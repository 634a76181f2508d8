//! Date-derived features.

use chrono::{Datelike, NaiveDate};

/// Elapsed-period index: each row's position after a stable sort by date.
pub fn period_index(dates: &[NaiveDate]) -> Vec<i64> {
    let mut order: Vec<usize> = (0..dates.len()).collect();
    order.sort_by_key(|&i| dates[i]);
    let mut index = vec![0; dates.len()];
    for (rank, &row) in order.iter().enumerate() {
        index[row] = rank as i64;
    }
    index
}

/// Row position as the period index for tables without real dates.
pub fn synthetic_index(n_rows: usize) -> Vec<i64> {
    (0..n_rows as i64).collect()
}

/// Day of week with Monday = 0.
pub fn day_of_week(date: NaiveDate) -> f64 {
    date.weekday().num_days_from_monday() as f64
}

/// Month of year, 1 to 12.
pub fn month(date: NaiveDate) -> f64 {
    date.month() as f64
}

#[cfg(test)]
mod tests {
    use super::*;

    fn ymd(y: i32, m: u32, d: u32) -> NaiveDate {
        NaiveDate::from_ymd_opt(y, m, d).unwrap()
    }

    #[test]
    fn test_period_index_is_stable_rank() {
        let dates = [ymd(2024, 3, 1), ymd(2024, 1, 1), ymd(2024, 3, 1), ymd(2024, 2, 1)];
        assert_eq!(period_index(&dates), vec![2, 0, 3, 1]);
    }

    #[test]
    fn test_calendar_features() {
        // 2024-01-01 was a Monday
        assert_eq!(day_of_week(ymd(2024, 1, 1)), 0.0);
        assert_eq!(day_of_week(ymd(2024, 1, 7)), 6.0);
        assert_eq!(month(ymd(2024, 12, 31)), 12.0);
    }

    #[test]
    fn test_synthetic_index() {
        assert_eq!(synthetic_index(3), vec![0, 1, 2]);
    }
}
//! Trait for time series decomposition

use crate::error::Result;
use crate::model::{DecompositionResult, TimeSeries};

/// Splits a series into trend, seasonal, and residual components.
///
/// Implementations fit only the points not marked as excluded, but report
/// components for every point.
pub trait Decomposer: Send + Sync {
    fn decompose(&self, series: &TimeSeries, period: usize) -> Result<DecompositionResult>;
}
======
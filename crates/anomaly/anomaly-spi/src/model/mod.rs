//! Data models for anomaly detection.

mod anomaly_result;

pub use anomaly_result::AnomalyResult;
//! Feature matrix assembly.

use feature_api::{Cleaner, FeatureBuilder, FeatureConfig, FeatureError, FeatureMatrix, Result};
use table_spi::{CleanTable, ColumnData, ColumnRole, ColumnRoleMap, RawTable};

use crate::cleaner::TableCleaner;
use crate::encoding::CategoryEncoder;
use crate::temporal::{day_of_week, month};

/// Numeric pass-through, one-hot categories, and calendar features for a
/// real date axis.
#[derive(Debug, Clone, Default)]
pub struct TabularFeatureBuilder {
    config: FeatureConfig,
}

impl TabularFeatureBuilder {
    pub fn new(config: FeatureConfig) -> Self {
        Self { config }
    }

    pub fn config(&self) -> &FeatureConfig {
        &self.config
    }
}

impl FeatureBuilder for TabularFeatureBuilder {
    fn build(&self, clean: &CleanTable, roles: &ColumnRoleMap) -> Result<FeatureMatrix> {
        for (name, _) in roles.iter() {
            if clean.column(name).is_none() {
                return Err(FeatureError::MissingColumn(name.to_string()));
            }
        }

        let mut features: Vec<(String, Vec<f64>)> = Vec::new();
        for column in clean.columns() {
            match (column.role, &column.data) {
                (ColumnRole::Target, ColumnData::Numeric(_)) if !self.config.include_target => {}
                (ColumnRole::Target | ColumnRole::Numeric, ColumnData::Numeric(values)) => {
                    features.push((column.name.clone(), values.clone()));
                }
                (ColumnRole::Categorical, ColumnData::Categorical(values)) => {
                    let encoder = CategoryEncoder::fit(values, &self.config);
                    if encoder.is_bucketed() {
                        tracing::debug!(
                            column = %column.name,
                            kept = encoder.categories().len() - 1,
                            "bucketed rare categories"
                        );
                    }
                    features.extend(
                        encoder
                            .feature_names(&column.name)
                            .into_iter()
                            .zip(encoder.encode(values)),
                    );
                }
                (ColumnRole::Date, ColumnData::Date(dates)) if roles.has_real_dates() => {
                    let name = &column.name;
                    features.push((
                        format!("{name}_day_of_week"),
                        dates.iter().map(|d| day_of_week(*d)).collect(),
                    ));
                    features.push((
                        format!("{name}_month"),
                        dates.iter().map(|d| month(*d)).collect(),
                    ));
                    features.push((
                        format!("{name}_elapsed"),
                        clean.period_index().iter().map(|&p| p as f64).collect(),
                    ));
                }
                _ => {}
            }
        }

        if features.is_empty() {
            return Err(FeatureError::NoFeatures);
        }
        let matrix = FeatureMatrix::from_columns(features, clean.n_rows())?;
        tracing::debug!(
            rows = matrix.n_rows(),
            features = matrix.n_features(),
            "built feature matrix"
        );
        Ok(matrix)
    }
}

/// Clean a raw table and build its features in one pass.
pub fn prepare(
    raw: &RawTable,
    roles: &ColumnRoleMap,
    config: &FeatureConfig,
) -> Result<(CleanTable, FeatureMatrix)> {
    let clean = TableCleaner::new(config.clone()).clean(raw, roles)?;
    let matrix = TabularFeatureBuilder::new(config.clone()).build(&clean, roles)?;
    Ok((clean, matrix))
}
======
— Problem details —
Only lines holding the word "roles" are wanted; list them all from the material.

— Worked solution —
    fn build(&self, clean: &CleanTable, roles: &ColumnRoleMap) -> Result<FeatureMatrix> {
        for (name, _) in roles.iter() {
                (ColumnRole::Date, ColumnData::Date(dates)) if roles.has_real_dates() => {
    roles: &ColumnRoleMap,
    let clean = TableCleaner::new(config.clone()).clean(raw, roles)?;
    let matrix = TabularFeatureBuilder::new(config.clone()).build(&clean, roles)?;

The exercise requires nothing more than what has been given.